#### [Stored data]
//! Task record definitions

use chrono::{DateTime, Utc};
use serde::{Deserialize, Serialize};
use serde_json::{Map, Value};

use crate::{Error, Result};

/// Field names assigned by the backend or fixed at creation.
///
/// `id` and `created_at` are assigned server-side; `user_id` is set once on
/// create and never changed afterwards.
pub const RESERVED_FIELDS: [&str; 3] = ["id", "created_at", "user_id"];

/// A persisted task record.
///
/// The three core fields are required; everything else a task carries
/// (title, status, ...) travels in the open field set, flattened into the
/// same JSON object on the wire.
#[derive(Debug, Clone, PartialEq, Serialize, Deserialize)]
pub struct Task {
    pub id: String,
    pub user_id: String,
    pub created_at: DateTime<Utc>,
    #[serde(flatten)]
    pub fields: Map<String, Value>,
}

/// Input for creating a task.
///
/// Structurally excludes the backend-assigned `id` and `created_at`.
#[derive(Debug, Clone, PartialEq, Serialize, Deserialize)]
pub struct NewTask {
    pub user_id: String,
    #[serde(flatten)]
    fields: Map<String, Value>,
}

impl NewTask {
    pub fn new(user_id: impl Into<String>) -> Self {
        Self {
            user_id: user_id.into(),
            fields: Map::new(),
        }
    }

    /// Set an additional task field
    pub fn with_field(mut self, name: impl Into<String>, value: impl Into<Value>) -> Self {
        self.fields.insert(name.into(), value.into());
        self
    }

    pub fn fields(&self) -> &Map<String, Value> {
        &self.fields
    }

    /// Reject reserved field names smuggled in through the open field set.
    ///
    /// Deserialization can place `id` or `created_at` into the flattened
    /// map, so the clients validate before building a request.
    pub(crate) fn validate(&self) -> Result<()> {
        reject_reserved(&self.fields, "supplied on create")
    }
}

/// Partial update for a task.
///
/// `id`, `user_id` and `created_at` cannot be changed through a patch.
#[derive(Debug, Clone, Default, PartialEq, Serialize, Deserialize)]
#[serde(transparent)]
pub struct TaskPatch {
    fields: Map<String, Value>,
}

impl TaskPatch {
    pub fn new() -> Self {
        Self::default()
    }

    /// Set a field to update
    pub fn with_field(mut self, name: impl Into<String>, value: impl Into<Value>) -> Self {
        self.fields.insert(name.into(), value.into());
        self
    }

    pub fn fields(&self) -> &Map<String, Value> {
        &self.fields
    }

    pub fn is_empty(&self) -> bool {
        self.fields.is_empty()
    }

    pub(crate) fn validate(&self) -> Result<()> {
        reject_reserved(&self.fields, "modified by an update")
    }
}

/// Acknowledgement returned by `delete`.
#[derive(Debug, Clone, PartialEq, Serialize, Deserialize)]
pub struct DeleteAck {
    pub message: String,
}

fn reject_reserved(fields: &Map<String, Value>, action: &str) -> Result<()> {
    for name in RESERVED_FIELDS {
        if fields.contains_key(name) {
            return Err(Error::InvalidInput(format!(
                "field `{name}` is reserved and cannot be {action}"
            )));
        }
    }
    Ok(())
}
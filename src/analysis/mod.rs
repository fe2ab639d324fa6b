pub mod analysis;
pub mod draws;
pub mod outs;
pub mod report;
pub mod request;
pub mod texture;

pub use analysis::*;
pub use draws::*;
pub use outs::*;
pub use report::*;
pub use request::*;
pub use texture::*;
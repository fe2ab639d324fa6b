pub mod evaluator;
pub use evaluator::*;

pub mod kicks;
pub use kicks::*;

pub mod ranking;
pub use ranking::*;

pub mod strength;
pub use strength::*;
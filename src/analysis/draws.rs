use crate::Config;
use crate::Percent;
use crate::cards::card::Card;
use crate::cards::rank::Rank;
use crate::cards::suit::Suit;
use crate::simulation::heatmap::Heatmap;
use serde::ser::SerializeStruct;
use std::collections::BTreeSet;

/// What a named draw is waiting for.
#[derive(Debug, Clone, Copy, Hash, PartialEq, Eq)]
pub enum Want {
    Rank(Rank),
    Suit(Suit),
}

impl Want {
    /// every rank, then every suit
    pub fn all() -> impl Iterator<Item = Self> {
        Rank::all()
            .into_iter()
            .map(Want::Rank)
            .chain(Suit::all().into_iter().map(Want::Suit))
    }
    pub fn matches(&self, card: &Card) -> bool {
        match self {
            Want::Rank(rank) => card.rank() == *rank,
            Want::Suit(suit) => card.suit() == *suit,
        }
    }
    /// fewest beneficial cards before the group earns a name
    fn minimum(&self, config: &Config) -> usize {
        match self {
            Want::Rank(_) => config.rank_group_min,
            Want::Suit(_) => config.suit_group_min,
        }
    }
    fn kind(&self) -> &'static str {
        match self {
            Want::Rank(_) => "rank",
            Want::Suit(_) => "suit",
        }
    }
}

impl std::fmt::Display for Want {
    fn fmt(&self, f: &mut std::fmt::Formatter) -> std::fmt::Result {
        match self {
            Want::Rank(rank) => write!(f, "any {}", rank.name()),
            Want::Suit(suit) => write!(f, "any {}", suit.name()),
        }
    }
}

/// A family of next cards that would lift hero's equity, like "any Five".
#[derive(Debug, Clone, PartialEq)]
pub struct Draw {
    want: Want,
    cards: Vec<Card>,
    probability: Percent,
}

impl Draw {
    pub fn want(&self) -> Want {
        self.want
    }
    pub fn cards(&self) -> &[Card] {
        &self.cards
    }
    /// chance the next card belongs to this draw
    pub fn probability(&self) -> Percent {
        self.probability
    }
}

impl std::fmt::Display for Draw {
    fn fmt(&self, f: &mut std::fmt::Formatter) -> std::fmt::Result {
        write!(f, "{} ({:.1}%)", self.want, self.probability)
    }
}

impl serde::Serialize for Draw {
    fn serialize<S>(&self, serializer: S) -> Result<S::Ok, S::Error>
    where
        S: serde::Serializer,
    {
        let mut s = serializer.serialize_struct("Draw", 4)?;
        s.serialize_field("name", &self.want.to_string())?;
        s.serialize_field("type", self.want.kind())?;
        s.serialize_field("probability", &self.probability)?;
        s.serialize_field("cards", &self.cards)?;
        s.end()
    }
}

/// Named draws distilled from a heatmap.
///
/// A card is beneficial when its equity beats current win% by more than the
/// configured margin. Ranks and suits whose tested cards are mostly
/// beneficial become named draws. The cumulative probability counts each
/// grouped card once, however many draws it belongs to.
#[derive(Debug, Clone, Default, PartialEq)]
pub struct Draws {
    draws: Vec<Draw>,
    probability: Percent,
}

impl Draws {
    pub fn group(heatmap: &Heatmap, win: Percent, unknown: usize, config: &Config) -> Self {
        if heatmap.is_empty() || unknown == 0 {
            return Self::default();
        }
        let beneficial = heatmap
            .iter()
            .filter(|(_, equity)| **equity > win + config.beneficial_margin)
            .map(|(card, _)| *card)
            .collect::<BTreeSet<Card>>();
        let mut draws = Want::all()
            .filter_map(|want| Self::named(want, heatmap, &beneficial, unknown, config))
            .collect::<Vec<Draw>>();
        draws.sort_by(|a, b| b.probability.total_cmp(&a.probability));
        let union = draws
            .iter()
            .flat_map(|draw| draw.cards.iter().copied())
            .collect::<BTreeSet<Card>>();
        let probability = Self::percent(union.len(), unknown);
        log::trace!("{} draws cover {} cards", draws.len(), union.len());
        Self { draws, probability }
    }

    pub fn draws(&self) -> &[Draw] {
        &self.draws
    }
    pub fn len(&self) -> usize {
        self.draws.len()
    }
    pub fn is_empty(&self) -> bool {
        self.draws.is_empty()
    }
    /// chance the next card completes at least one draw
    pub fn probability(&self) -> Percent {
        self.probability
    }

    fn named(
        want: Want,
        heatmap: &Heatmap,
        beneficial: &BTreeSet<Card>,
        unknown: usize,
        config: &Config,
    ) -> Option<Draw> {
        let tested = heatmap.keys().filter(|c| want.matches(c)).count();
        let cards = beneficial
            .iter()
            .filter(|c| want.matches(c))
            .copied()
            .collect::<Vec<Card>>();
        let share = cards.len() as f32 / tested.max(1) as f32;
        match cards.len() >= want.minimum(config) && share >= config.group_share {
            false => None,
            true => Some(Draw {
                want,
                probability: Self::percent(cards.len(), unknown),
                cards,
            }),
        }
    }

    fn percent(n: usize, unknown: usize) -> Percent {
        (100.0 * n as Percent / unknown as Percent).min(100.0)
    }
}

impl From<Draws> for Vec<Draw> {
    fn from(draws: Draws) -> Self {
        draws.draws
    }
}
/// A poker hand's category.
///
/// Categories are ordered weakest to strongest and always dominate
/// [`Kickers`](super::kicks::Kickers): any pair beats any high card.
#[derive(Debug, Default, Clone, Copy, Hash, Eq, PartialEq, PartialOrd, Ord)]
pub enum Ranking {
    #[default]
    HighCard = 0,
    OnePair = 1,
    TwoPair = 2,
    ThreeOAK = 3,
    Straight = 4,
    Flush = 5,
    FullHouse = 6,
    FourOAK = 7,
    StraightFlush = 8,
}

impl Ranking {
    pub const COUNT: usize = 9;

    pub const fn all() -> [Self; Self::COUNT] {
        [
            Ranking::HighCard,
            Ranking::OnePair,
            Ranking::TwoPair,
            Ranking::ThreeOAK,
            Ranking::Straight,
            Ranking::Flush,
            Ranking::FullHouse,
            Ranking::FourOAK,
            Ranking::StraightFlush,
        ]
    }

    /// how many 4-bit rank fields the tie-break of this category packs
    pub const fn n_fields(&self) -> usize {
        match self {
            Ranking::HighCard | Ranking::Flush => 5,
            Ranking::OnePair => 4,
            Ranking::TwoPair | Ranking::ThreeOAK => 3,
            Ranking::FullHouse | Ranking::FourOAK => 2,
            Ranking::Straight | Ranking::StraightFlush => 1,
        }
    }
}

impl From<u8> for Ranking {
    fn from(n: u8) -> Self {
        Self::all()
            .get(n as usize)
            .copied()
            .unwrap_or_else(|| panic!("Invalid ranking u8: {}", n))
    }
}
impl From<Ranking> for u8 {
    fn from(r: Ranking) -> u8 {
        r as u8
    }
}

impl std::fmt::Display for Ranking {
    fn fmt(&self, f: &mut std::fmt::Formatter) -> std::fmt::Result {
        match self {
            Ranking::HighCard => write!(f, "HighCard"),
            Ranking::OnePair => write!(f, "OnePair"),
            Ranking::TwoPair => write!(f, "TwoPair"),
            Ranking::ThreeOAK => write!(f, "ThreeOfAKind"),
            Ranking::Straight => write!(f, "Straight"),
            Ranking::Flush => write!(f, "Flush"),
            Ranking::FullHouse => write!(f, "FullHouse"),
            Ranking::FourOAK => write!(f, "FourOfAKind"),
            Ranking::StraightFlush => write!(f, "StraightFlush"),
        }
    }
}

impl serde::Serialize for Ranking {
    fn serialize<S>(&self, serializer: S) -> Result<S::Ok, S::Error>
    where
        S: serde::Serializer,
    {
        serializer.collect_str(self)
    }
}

#### [WHAT THIS TASK INVOLVES]
Set down, word for word, each line from the top of the records above through the line with "flattened into the".

#### [REPLY]
//! Task record definitions

use chrono::{DateTime, Utc};
use serde::{Deserialize, Serialize};
use serde_json::{Map, Value};

use crate::{Error, Result};

/// Field names assigned by the backend or fixed at creation.
///
/// `id` and `created_at` are assigned server-side; `user_id` is set once on
/// create and never changed afterwards.
pub const RESERVED_FIELDS: [&str; 3] = ["id", "created_at", "user_id"];

/// A persisted task record.
///
/// The three core fields are required; everything else a task carries
/// (title, status, ...) travels in the open field set, flattened into the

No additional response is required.